### AVAILABLE DATA
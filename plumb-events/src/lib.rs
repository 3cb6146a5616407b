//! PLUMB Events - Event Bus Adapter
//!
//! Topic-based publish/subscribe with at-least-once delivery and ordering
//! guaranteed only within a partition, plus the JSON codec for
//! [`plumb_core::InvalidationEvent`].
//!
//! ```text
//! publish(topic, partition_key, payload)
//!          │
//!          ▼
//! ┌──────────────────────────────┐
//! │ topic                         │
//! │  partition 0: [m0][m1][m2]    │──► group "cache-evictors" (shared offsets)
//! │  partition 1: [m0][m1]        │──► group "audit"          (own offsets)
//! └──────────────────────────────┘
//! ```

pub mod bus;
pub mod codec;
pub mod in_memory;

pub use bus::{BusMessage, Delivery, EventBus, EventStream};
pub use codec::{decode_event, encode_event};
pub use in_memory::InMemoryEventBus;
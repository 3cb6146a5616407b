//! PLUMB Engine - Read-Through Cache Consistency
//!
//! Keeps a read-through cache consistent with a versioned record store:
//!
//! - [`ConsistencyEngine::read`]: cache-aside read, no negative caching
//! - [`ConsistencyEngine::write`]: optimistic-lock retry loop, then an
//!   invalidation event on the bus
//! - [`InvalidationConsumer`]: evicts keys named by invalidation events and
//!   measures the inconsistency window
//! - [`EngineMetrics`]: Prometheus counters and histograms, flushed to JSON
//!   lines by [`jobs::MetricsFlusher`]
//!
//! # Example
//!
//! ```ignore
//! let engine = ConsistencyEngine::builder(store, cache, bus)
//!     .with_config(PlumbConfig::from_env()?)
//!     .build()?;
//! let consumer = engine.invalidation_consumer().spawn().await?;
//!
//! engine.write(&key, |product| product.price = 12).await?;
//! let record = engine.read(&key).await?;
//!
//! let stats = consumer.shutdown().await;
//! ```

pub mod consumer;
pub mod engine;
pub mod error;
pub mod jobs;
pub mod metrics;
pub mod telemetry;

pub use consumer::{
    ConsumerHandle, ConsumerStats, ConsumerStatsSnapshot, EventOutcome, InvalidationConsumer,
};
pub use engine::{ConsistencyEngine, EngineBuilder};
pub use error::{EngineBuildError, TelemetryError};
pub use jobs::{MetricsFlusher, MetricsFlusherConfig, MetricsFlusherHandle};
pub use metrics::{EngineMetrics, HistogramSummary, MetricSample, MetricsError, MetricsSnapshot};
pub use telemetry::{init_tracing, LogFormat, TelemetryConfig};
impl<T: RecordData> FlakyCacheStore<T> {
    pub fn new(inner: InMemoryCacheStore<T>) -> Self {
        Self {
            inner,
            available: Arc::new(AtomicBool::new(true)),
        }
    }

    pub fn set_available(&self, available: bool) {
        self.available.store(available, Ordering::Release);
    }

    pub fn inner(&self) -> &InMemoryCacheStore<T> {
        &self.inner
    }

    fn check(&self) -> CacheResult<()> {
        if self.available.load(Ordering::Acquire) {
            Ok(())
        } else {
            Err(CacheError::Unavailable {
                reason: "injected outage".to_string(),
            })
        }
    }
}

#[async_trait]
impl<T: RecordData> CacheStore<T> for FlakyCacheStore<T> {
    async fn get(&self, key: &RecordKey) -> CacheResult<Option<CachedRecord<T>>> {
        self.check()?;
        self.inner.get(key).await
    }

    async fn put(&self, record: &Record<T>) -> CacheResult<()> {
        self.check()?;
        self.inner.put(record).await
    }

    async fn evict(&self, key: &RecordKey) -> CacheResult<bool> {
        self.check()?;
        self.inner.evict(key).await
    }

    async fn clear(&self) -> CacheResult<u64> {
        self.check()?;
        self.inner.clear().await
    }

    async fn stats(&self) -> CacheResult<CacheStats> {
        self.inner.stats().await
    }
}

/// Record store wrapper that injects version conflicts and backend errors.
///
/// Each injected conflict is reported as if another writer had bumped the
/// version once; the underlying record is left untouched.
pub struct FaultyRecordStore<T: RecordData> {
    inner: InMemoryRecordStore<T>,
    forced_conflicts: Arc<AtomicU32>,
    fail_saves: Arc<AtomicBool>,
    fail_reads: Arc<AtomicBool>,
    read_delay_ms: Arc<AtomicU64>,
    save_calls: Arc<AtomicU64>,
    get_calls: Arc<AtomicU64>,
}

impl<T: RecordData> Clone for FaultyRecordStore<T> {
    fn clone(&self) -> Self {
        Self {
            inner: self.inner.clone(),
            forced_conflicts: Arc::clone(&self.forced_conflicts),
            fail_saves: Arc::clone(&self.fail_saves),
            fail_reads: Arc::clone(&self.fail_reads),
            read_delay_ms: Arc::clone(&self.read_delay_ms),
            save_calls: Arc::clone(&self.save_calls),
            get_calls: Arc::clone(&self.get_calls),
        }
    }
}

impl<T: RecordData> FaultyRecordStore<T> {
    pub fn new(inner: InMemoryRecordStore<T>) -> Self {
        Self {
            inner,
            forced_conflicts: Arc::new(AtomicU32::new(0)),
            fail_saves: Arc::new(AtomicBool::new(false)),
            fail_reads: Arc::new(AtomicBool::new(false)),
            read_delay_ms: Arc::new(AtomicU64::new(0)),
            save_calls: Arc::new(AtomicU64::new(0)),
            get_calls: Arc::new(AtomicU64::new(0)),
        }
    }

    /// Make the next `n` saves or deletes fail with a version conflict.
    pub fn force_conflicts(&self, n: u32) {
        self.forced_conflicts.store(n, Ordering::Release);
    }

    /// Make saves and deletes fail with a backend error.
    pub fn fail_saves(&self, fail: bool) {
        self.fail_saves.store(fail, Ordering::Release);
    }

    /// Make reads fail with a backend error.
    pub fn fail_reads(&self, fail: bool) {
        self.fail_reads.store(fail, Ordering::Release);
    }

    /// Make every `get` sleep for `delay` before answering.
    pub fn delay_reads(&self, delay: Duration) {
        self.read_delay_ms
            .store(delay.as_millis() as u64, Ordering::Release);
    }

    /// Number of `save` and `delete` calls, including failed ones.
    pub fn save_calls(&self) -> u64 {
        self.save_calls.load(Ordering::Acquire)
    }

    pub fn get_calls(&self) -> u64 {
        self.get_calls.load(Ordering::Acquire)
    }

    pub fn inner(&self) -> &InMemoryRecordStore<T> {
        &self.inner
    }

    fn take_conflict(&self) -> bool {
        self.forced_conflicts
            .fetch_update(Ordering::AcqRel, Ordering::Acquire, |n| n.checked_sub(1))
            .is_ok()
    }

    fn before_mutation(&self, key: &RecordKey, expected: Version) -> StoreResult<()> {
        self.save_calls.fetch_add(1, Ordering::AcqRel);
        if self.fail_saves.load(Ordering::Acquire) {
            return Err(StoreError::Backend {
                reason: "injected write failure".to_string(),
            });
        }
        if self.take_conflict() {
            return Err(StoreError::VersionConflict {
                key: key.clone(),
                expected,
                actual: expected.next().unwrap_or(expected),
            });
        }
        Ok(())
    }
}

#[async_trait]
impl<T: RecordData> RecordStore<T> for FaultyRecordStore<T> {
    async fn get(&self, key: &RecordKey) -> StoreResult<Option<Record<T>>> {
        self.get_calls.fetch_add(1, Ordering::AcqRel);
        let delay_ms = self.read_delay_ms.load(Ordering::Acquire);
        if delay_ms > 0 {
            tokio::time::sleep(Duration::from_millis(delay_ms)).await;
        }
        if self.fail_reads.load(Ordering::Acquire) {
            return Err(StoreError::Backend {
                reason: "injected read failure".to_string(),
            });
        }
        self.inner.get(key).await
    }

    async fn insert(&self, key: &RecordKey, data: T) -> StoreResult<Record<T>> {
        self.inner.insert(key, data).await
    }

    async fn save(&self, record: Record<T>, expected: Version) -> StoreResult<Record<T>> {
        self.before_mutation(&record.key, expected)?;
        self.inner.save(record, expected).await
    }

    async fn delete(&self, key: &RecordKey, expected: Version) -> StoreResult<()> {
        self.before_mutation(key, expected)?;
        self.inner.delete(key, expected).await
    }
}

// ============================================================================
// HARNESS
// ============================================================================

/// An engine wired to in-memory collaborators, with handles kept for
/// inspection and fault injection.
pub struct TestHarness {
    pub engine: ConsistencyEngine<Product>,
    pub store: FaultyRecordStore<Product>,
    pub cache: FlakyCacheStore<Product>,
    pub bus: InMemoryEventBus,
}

### EXERCISE DIRECTIONS
Within the entries, determine the count of lines containing the string "next" and output it alone.

### TASK SOLUTION
2